I‘d say this is expected behavior, but I could be wrong. I don‘t know if property wrappers would support this but can you make wrappedValue a computed property and instead of get/set use _read/_modify and yield or whatever those modifiers are. Keep in mind that these are not officially public yet.
_read and _modify would have to be used at the use site, not inside the definition of the wrapper type.
I think this is what's going on:
When you use a property wrapper, the compiler rewrites the declaration into a pair of a backing storage property of the wrapper type and a computed property of the wrapped type.
In other words, the compiler turns this:
@TestWrapper var values: [String] = []
into this:
var _values: TestWrapper<[String]> = TestWrapper(wrappedValue: [])
var values: [String] {
get { _values.wrappedValue }
set { _values.wrappedValue = newValue }
}
This apparently defeats the copy-on-write mechanism because the computed setter works on a copy of the array.

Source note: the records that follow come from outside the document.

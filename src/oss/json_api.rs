// 存储服务 JSON API 的请求地址、multipart 上传体与错误响应解析

use bytes::Bytes;
use futures::future;
use futures::stream::{self, StreamExt};
use http::HeaderMap;
use rand::distributions::Alphanumeric;
use rand::Rng;
use serde::Deserialize;

use crate::oss::{BlobError, BlobObject, ByteStream, HttpResponse, ListQuery, RequestBody};

pub const DEFAULT_ENDPOINT: &str = "https://storage.googleapis.com";

/// 某个存储桶的请求地址构造器
#[derive(Debug, Clone)]
pub(crate) struct JsonApi {
    endpoint: String,
    bucket: String,
}

impl JsonApi {
    pub fn new(endpoint: &str, bucket: &str) -> Self {
        Self {
            endpoint: endpoint.trim_end_matches('/').to_string(),
            bucket: bucket.to_string(),
        }
    }

    pub fn bucket(&self) -> &str {
        &self.bucket
    }

    pub fn endpoint(&self) -> &str {
        &self.endpoint
    }

    fn objects_url_of(&self, bucket: &str) -> String {
        format!(
            "{}/storage/v1/b/{}/o",
            self.endpoint,
            urlencoding::encode(bucket)
        )
    }

    pub fn object_url(&self, name: &str) -> String {
        format!(
            "{}/{}",
            self.objects_url_of(&self.bucket),
            urlencoding::encode(name)
        )
    }

    pub fn media_url(&self, name: &str) -> String {
        format!("{}?alt=media", self.object_url(name))
    }

    pub fn upload_url(&self) -> String {
        format!(
            "{}/upload/storage/v1/b/{}/o?uploadType=multipart",
            self.endpoint,
            urlencoding::encode(&self.bucket)
        )
    }

    pub fn copy_url(&self, source: &str, bucket: &str, name: &str) -> String {
        format!(
            "{}/copyTo/b/{}/o/{}",
            self.object_url(source),
            urlencoding::encode(bucket),
            urlencoding::encode(name)
        )
    }

    pub fn list_url(&self, query: &ListQuery) -> String {
        let mut params = Vec::new();
        if let Some(max_results) = query.max_results {
            params.push(format!("maxResults={}", max_results));
        }
        if let Some(token) = &query.page_token {
            params.push(format!("pageToken={}", urlencoding::encode(token.as_str())));
        }
        if let Some(prefix) = &query.prefix {
            params.push(format!("prefix={}", urlencoding::encode(prefix)));
        }
        if let Some(delimiter) = &query.delimiter {
            params.push(format!("delimiter={}", urlencoding::encode(delimiter)));
        }

        let url = self.objects_url_of(&self.bucket);
        if params.is_empty() {
            url
        } else {
            format!("{}?{}", url, params.join("&"))
        }
    }
}

/// multipart/related 上传体：JSON 资源在前，对象内容在后
pub(crate) struct Multipart {
    boundary: String,
    preamble: Bytes,
    epilogue: Bytes,
}

impl Multipart {
    pub fn new(resource: &serde_json::Value, media_type: &str) -> Result<Self, BlobError> {
        let boundary: String = rand::thread_rng()
            .sample_iter(&Alphanumeric)
            .take(32)
            .map(char::from)
            .collect();
        let resource = serde_json::to_string(resource)
            .map_err(|e| BlobError::InvalidArgument(format!("对象资源序列化失败: {}", e)))?;

        let preamble = format!(
            "--{b}\r\nContent-Type: application/json; charset=UTF-8\r\n\r\n{r}\r\n--{b}\r\nContent-Type: {m}\r\n\r\n",
            b = boundary,
            r = resource,
            m = media_type,
        );
        let epilogue = format!("\r\n--{}--\r\n", boundary);

        Ok(Self {
            boundary,
            preamble: Bytes::from(preamble),
            epilogue: Bytes::from(epilogue),
        })
    }

    pub fn content_type(&self) -> String {
        format!("multipart/related; boundary={}", self.boundary)
    }

    /// 把对象内容包进 multipart 请求体，内容长度已知时请求体长度也已知
    pub fn wrap(self, media: ByteStream, media_length: Option<u64>) -> RequestBody {
        let length = media_length
            .map(|len| len + self.preamble.len() as u64 + self.epilogue.len() as u64);
        let stream = stream::once(future::ready(Ok(self.preamble)))
            .chain(media)
            .chain(stream::once(future::ready(Ok(self.epilogue))))
            .boxed();
        RequestBody::Stream { stream, length }
    }
}

#[derive(Debug, Default, Deserialize)]
#[serde(rename_all = "camelCase", default)]
pub(crate) struct ListResponse {
    pub items: Vec<BlobObject>,
    pub prefixes: Vec<String>,
    pub next_page_token: Option<String>,
}

#[derive(Debug, Deserialize)]
struct ErrorBody {
    error: ErrorDetail,
}

#[derive(Debug, Deserialize)]
struct ErrorDetail {
    #[serde(default)]
    message: String,
}

/// 2xx 原样返回，其余状态读出错误信息并转换为 `BlobError`
///
/// 404 对应 `NotFound`，`name` 为调用方关心的对象（或存储桶）名称。
pub(crate) async fn check_status(
    response: HttpResponse,
    name: &str,
) -> Result<HttpResponse, BlobError> {
    let status = response.status;
    if status.is_success() {
        return Ok(response);
    }
    if status.as_u16() == 404 {
        return Err(BlobError::NotFound {
            name: name.to_string(),
        });
    }

    let body = response.bytes().await.unwrap_or_default();
    let message = match serde_json::from_slice::<ErrorBody>(&body) {
        Ok(parsed) if !parsed.error.message.is_empty() => parsed.error.message,
        _ if !body.is_empty() => String::from_utf8_lossy(&body).into_owned(),
        _ => status
            .canonical_reason()
            .unwrap_or("unexpected status")
            .to_string(),
    };
    Err(BlobError::store(status.as_u16(), message))
}

/// 读取响应需要比对的 md5 摘要
///
/// 以 gzip 存储的对象可能在返回时被解压，摘要对应的是存储的字节，此时不做比对。
pub(crate) fn expected_md5(headers: &HeaderMap) -> Option<String> {
    let stored_encoding = headers
        .get("x-goog-stored-content-encoding")
        .and_then(|v| v.to_str().ok())
        .unwrap_or_default();
    if stored_encoding.eq_ignore_ascii_case("gzip") {
        return None;
    }
    md5_from_hash_header(
        headers
            .get_all("x-goog-hash")
            .iter()
            .filter_map(|v| v.to_str().ok()),
    )
}

/// 从 `x-goog-hash` 头中取出 md5 摘要，例如 `crc32c=n03x6A==,md5=Ojk9c3dhfxgoKVVHYwFbHQ==`
pub(crate) fn md5_from_hash_header<'a>(values: impl Iterator<Item = &'a str>) -> Option<String> {
    values
        .flat_map(|value| value.split(','))
        .filter_map(|part| part.trim().strip_prefix("md5="))
        .map(str::to_string)
        .next()
}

I tried rewriting this code with _read and _modify:
struct State {
var _values: TestWrapper<[String]> = TestWrapper(wrappedValue: [])
var values: [String] {
_read { yield _values.wrappedValue }
_modify { yield &_values.wrappedValue }
}
}
This is as fast in my brief test as the fast version you posted.
Whether the synthesized code could use _read and _modify instead of get and set, I don't know.
Yes [confirming the issue]. Eliminating that overhead is a large part of the purpose of _read and _modify . I would also like to make it possible to conveniently declare storage as an alias for some other piece of storage, which would amount to defining _read and _modify automatically, but that's separable.
It would be very straightforward (and would not require Evolution approval) for the compiler to synthesize a _modify for the synthesized property. Arguably the compiler should have the knowledge to treat the synthesized property as an alias to the property of the wrapper, and thus to emit code to directly access the wrapper, but that'd take a little more compiler hacking.
Thanks @ole and @John_McCall for confirming that it's likely something that should be considered a bug - so I'm glad I filed it. Fixing the compiler is a bit outside of my wheelhouse, so hopefully someone else can do that. I would think in any property wrapper-heavy code, this would make a surprising performance difference (even in SwiftUI, perhaps?).
That was my initial idea all about, I wanted the author to find out if property wrappers also do synthesize new (not officially public) accessors or not!
This should apply to wrappedValue and projectedValue + probably wrapper nesting as well.
While the issue isn‘t fixed you could write the property wrapper code that otherwise the compiler would create manually. Later you can just delete the boilerplate and it should work as expected. :)
Okay, it works. I have tweaked the synthesis of the coroutines so it yields the wrappedValue in case we have a property wrapper and the code now runs as fast as it did without using a wrapper.
I also had to change the property's ReadWriteImplKind to Modify. Does this approach look okay @John_McCall?
(oops, just realised I posted in the wrong thread, I should've posted here. Sorry)
So great to see a fix for this already! Does everything still work when the property wrapper is non-trivial and the wrappedValue is a getter/setter pair instead? (Or, I guess, the wrappedValue property would probably need to be a _read/_modify pair to really work properly in this regard.)